%%
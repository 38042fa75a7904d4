//! Id lookup over the currently displayed content.
//!
//! Payloads hold tens of items, so lookup is a linear scan. Ids are always
//! compared through their canonical string form: an agent that sends `7` in
//! one call and `"7"` in the next is talking about the same entity.

use companion_protocol::{EntityId, OrderType};

use crate::{
    entity::EntityRef,
    state::{Content, SelectionTarget},
};

pub fn same_id(a: &EntityId, b: &EntityId) -> bool {
    a.canonical() == b.canonical()
}

/// Find `id` among the entities `target` can select in `content`.
pub fn lookup<'a>(
    content: &'a Content,
    target: SelectionTarget,
    id: &EntityId,
) -> Option<EntityRef<'a>> {
    match (content, target) {
        (Content::Cards(deck), SelectionTarget::Card) => deck
            .cards
            .iter()
            .find(|card| same_id(card.id(), id))
            .map(EntityRef::Card),
        (Content::Orders(book), SelectionTarget::Order(OrderType::Donation)) => book
            .donations
            .iter()
            .find(|order| same_id(&order.id, id))
            .map(EntityRef::Donation),
        (Content::Orders(book), SelectionTarget::Order(OrderType::Sponsorship)) => book
            .sponsorships
            .iter()
            .find(|order| same_id(&order.id, id))
            .map(EntityRef::Sponsorship),
        _ => None,
    }
}

/// Whether `id` is currently selectable as `target`.
pub fn contains(content: &Content, target: SelectionTarget, id: &EntityId) -> bool {
    lookup(content, target, id).is_some()
}
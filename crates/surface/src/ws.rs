//! WebSocket [`RpcChannel`] speaking the `req`/`res`/`event` frame protocol
//! to a relay that routes calls between participants.
//!
//! A writer task owns the sink; a reader task owns the stream. Inbound
//! requests are dispatched one at a time in arrival order, so each call's
//! state mutation completes before the next call is looked at. Outbound calls
//! are correlated by frame id through a pending map.

use std::{
    collections::HashMap,
    sync::{
        Arc, RwLock as StdRwLock,
        atomic::{AtomicU64, Ordering},
    },
};

use {
    async_trait::async_trait,
    companion_protocol::{
        ChannelFrame, ErrorShape, EventFrame, PROTOCOL_VERSION, RequestFrame, ResponseFrame,
        encoded_len, error_codes, events,
    },
    futures::{SinkExt, StreamExt},
    serde_json::{Value, json},
    tokio::{
        sync::{Mutex, mpsc, oneshot, watch},
        task::JoinHandle,
    },
    tokio_tungstenite::tungstenite::Message,
    tracing::{debug, info, warn},
};

use crate::{
    channel::{OutboundCall, RpcChannel, RpcHandler},
    error::{Error, Result, TransportError},
};

struct Shared {
    identity: String,
    max_payload_bytes: usize,
    handlers: StdRwLock<HashMap<String, RpcHandler>>,
    pending: Mutex<HashMap<String, oneshot::Sender<ResponseFrame>>>,
    seq: AtomicU64,
    closed: watch::Sender<bool>,
}

impl Shared {
    fn handler(&self, method: &str) -> Option<RpcHandler> {
        self.handlers
            .read()
            .unwrap_or_else(|e| e.into_inner())
            .get(method)
            .cloned()
    }

    fn next_seq(&self) -> u64 {
        self.seq.fetch_add(1, Ordering::Relaxed)
    }

    fn is_closed(&self) -> bool {
        *self.closed.borrow()
    }
}

pub struct WsChannel {
    shared: Arc<Shared>,
    outbound: mpsc::UnboundedSender<Message>,
    reader: JoinHandle<()>,
    writer: JoinHandle<()>,
}

impl WsChannel {
    /// Connect to the relay at `url` and announce ourselves as `identity`.
    pub async fn connect(url: &str, identity: &str, max_payload_bytes: usize) -> Result<Self> {
        let (ws, _) = tokio_tungstenite::connect_async(url)
            .await
            .map_err(TransportError::from)?;
        info!(url, identity, "connected to relay");
        let (mut sink, mut stream) = ws.split();

        let (outbound, mut outbound_rx) = mpsc::unbounded_channel::<Message>();
        let (closed, _) = watch::channel(false);
        let shared = Arc::new(Shared {
            identity: identity.to_string(),
            max_payload_bytes,
            handlers: StdRwLock::new(HashMap::new()),
            pending: Mutex::new(HashMap::new()),
            seq: AtomicU64::new(0),
            closed,
        });

        let writer = tokio::spawn(async move {
            while let Some(msg) = outbound_rx.recv().await {
                let closing = matches!(msg, Message::Close(_));
                if let Err(e) = sink.send(msg).await {
                    warn!(error = %e, "relay write failed");
                    break;
                }
                if closing {
                    break;
                }
            }
        });

        let reader = {
            let shared = Arc::clone(&shared);
            let outbound = outbound.clone();
            tokio::spawn(async move {
                while let Some(next) = stream.next().await {
                    match next {
                        Ok(Message::Text(text)) => {
                            handle_text(&shared, &outbound, text.as_str()).await;
                        },
                        Ok(Message::Close(frame)) => {
                            debug!(?frame, "relay closed the connection");
                            break;
                        },
                        Ok(_) => {},
                        Err(e) => {
                            warn!(error = %e, "relay read failed");
                            break;
                        },
                    }
                }
                shutdown(&shared).await;
            })
        };

        let channel = Self {
            shared,
            outbound,
            reader,
            writer,
        };
        channel.send_frame(&ChannelFrame::Event(EventFrame::new(
            events::PRESENCE,
            json!({"identity": identity, "protocol": PROTOCOL_VERSION}),
            channel.shared.next_seq(),
        )))?;
        Ok(channel)
    }

    pub fn identity(&self) -> &str {
        &self.shared.identity
    }

    pub fn is_closed(&self) -> bool {
        self.shared.is_closed()
    }

    /// Resolves once the relay connection is gone.
    pub async fn closed(&self) {
        let mut rx = self.shared.closed.subscribe();
        let _ = rx.wait_for(|closed| *closed).await;
    }

    /// Send a close frame and stop reading.
    pub async fn close(&self) {
        let _ = self.outbound.send(Message::Close(None));
        self.reader.abort();
        shutdown(&self.shared).await;
    }

    fn send_frame(&self, frame: &ChannelFrame) -> Result<()> {
        if self.shared.is_closed() {
            return Err(TransportError::Closed.into());
        }
        let text = serde_json::to_string(frame)?;
        self.outbound
            .send(Message::Text(text.into()))
            .map_err(|_| TransportError::Closed)?;
        Ok(())
    }
}

impl Drop for WsChannel {
    fn drop(&mut self) {
        self.reader.abort();
        self.writer.abort();
    }
}

/// Mark the channel closed and fail every call still waiting for a response.
async fn shutdown(shared: &Shared) {
    shared.closed.send_replace(true);
    let dropped = {
        let mut pending = shared.pending.lock().await;
        let count = pending.len();
        pending.clear();
        count
    };
    if dropped > 0 {
        warn!(dropped, "relay connection closed with calls in flight");
    }
}

async fn handle_text(shared: &Shared, outbound: &mpsc::UnboundedSender<Message>, text: &str) {
    let frame = match serde_json::from_str::<ChannelFrame>(text) {
        Ok(frame) => frame,
        Err(e) => {
            warn!(error = %e, "ignoring malformed frame");
            return;
        },
    };

    match frame {
        ChannelFrame::Request(req) => {
            let response = answer_request(shared, req).await;
            match serde_json::to_string(&ChannelFrame::Response(response)) {
                Ok(text) => {
                    let _ = outbound.send(Message::Text(text.into()));
                },
                Err(e) => warn!(error = %e, "failed to encode response frame"),
            }
        },
        ChannelFrame::Response(res) => {
            let waiter = shared.pending.lock().await.remove(&res.id);
            match waiter {
                Some(tx) => {
                    let _ = tx.send(res);
                },
                None => debug!(id = %res.id, "discarding late or unknown response"),
            }
        },
        ChannelFrame::Event(event) => {
            debug!(event = %event.event, seq = ?event.seq, "relay event");
        },
    }
}

async fn answer_request(shared: &Shared, req: RequestFrame) -> ResponseFrame {
    let Some(handler) = shared.handler(&req.method) else {
        warn!(method = %req.method, "no handler for inbound call");
        return ResponseFrame::err(
            req.id,
            ErrorShape::new(
                error_codes::UNKNOWN_METHOD,
                format!("unknown method: {}", req.method),
            ),
        );
    };

    let params = req.params.unwrap_or(Value::Null);
    let size = encoded_len(&params);
    if size > shared.max_payload_bytes {
        warn!(method = %req.method, size, "inbound payload too large");
        return ResponseFrame::err(
            req.id,
            ErrorShape::new(
                error_codes::PAYLOAD_TOO_LARGE,
                format!(
                    "payload too large: {size} > {} bytes",
                    shared.max_payload_bytes
                ),
            ),
        );
    }

    debug!(method = %req.method, id = %req.id, "dispatching inbound call");
    let body = handler(params).await;
    ResponseFrame::ok(req.id, Value::String(body))
}

#[async_trait]
impl RpcChannel for WsChannel {
    fn register_method(&self, method: &str, handler: RpcHandler) -> Result<()> {
        let mut handlers = self
            .shared
            .handlers
            .write()
            .unwrap_or_else(|e| e.into_inner());
        if handlers.contains_key(method) {
            return Err(Error::AlreadyRegistered {
                method: method.to_string(),
            });
        }
        handlers.insert(method.to_string(), handler);
        Ok(())
    }

    fn unregister_method(&self, method: &str) {
        self.shared
            .handlers
            .write()
            .unwrap_or_else(|e| e.into_inner())
            .remove(method);
    }

    async fn perform_rpc(&self, call: OutboundCall) -> Result<String> {
        let id = uuid::Uuid::new_v4().to_string();
        let (tx, rx) = oneshot::channel();
        self.shared.pending.lock().await.insert(id.clone(), tx);

        let frame = ChannelFrame::Request(
            RequestFrame::new(&id, &call.method, Value::String(call.payload))
                .with_destination(&call.destination),
        );
        if let Err(e) = self.send_frame(&frame) {
            self.shared.pending.lock().await.remove(&id);
            return Err(e);
        }

        match tokio::time::timeout(call.timeout, rx).await {
            Ok(Ok(res)) if res.ok => Ok(match res.payload {
                Some(Value::String(ack)) => ack,
                Some(other) => other.to_string(),
                None => String::new(),
            }),
            Ok(Ok(res)) => {
                let shape = res.error.unwrap_or_else(|| {
                    ErrorShape::new(error_codes::INTERNAL, "call failed without detail")
                });
                if shape.code == error_codes::UNAVAILABLE {
                    Err(TransportError::NotConnected(call.destination).into())
                } else {
                    Err(TransportError::Remote(shape).into())
                }
            },
            Ok(Err(_)) => Err(TransportError::Closed.into()),
            Err(_) => {
                self.shared.pending.lock().await.remove(&id);
                Err(TransportError::Timeout(call.timeout).into())
            },
        }
    }

    async fn publish_data(&self, payload: Value) -> Result<()> {
        self.send_frame(&ChannelFrame::Event(EventFrame::new(
            events::DATA,
            payload,
            self.shared.next_seq(),
        )))
    }
}
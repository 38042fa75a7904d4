//! Payload codec for call params and responses.
//!
//! Transports hand payloads over either already parsed or as JSON text;
//! both normalize to a single JSON object here. Decoding never touches
//! session state, so a rejected payload is always a no-op upstream.

use {
    serde::Serialize,
    serde_json::{Map, Value},
};

/// Payload could not be turned into a JSON object.
#[derive(Debug, Clone, PartialEq, Eq, thiserror::Error)]
#[error("{reason}")]
pub struct DecodeError {
    pub reason: String,
}

impl DecodeError {
    pub fn new(reason: impl Into<String>) -> Self {
        Self {
            reason: reason.into(),
        }
    }
}

/// Normalize a structured value or its serialized text form into an object.
pub fn decode(raw: Value) -> Result<Map<String, Value>, DecodeError> {
    match raw {
        Value::Object(map) => Ok(map),
        Value::String(text) => decode_str(&text),
        other => Err(not_an_object(&other)),
    }
}

/// Parse serialized text into an object.
pub fn decode_str(text: &str) -> Result<Map<String, Value>, DecodeError> {
    let value: Value = serde_json::from_str(text.trim())
        .map_err(|e| DecodeError::new(format!("malformed JSON: {e}")))?;
    match value {
        Value::Object(map) => Ok(map),
        other => Err(not_an_object(&other)),
    }
}

/// Serialize a payload to its wire text.
pub fn encode<T: Serialize + ?Sized>(value: &T) -> serde_json::Result<String> {
    serde_json::to_string(value)
}

/// Size of a payload in its wire form. Text payloads count their own length.
pub fn encoded_len(value: &Value) -> usize {
    match value {
        Value::String(text) => text.len(),
        other => serde_json::to_vec(other).map_or(0, |bytes| bytes.len()),
    }
}

fn not_an_object(value: &Value) -> DecodeError {
    let kind = match value {
        Value::Null => "null",
        Value::Bool(_) => "boolean",
        Value::Number(_) => "number",
        Value::String(_) => "string",
        Value::Array(_) => "array",
        Value::Object(_) => "object",
    };
    DecodeError::new(format!("payload must be a JSON object, got {kind}"))
}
%%
**EXERCISE DIRECTIONS**
Scan the material above for the word "impl", and copy each line where it appears.

**EXPECTED ANSWER**
impl Shared {
impl WsChannel {
impl Drop for WsChannel {
impl RpcChannel for WsChannel {
impl DecodeError {
    pub fn new(reason: impl Into<String>) -> Self {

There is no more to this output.